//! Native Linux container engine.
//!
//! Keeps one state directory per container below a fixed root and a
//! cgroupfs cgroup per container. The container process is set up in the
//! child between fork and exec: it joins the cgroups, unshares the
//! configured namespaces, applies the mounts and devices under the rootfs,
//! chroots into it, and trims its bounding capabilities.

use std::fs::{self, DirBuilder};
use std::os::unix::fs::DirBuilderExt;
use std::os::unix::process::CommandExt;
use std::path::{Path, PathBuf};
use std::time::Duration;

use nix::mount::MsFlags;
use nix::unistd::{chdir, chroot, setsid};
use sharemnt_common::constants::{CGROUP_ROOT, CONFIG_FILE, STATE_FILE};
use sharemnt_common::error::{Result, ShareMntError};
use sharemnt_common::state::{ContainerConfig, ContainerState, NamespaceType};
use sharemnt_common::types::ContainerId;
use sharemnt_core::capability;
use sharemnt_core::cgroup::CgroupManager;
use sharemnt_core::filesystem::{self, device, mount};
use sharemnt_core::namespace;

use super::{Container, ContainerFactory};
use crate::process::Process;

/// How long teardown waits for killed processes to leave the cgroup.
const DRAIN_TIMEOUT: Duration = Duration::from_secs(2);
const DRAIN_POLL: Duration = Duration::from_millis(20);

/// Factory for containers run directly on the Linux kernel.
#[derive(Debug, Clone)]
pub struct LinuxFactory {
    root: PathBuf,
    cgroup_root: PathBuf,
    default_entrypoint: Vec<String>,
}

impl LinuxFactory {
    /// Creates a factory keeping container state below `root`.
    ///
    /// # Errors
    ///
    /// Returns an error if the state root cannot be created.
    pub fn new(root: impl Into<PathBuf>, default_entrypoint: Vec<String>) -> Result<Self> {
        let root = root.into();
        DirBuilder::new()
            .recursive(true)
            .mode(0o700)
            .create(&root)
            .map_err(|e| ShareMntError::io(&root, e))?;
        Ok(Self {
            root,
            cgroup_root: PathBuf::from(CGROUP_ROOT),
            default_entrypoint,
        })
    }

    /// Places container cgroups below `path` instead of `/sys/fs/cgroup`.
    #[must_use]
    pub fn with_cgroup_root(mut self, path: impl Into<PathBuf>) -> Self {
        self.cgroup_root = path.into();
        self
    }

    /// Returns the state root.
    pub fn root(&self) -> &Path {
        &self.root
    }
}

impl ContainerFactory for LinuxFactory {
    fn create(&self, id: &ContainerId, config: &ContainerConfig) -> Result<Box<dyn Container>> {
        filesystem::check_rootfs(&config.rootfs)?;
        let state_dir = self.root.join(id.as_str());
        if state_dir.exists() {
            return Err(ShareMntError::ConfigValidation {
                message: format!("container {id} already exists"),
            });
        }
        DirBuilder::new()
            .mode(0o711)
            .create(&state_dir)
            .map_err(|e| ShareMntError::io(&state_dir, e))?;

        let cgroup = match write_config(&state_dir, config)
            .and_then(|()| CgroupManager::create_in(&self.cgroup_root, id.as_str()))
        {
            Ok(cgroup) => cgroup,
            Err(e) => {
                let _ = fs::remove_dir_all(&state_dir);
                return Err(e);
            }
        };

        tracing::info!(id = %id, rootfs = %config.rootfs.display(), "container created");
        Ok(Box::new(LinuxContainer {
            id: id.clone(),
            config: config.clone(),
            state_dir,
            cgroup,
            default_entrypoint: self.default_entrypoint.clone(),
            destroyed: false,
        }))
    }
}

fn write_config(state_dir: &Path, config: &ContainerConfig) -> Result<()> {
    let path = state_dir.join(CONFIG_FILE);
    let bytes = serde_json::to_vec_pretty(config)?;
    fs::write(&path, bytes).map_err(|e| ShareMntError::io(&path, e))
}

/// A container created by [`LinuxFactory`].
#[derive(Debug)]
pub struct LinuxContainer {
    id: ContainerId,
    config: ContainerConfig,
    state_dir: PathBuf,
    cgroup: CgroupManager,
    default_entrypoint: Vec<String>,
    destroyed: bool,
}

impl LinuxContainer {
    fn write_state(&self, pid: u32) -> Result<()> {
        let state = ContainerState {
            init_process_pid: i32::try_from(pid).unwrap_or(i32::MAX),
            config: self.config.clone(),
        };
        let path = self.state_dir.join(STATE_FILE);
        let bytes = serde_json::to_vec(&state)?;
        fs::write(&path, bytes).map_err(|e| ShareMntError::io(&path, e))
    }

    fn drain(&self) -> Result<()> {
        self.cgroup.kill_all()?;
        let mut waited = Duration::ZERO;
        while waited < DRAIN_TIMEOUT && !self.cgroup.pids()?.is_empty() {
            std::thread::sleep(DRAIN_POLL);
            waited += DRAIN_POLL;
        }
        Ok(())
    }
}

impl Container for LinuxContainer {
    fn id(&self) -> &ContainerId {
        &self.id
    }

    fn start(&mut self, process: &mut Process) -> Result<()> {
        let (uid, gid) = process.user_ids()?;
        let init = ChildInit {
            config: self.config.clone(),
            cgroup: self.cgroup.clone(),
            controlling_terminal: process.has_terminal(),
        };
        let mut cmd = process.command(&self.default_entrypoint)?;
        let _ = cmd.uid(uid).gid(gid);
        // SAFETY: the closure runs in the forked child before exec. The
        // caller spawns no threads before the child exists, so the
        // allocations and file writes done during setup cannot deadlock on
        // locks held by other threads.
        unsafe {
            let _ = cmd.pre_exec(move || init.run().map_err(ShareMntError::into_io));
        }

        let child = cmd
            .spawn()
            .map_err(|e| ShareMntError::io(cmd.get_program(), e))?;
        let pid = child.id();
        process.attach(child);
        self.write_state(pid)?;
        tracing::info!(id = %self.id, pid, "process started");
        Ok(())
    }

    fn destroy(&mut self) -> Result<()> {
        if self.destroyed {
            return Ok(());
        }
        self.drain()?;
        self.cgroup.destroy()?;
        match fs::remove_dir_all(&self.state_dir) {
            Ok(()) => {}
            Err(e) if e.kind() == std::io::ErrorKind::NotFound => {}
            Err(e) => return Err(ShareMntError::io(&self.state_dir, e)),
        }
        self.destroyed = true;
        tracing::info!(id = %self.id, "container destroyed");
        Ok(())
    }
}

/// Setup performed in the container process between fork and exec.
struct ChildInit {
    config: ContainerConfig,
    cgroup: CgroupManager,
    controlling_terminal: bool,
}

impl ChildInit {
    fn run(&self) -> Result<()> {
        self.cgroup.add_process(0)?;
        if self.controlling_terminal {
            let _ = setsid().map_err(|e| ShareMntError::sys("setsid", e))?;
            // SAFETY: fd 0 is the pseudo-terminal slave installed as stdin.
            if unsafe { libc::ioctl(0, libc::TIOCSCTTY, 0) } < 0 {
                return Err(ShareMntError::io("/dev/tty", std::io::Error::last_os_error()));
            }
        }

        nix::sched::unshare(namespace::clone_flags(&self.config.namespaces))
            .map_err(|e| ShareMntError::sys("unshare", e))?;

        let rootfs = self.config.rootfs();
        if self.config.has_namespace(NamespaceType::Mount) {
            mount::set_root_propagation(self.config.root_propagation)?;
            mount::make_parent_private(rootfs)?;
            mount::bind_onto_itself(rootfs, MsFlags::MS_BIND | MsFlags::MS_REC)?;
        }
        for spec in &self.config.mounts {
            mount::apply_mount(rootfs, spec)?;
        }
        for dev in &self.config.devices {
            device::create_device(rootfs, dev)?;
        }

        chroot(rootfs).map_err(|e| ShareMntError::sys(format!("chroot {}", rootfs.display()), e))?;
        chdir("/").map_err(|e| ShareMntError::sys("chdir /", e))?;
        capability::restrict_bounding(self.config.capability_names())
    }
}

* * * * * * * * *

▶ [Action item]: Among the lines of the material above, find those with the word "cannot". Copy each one.

▶ [Your solution]:
    /// Returns an error if the state root cannot be created.
        // allocations and file writes done during setup cannot deadlock on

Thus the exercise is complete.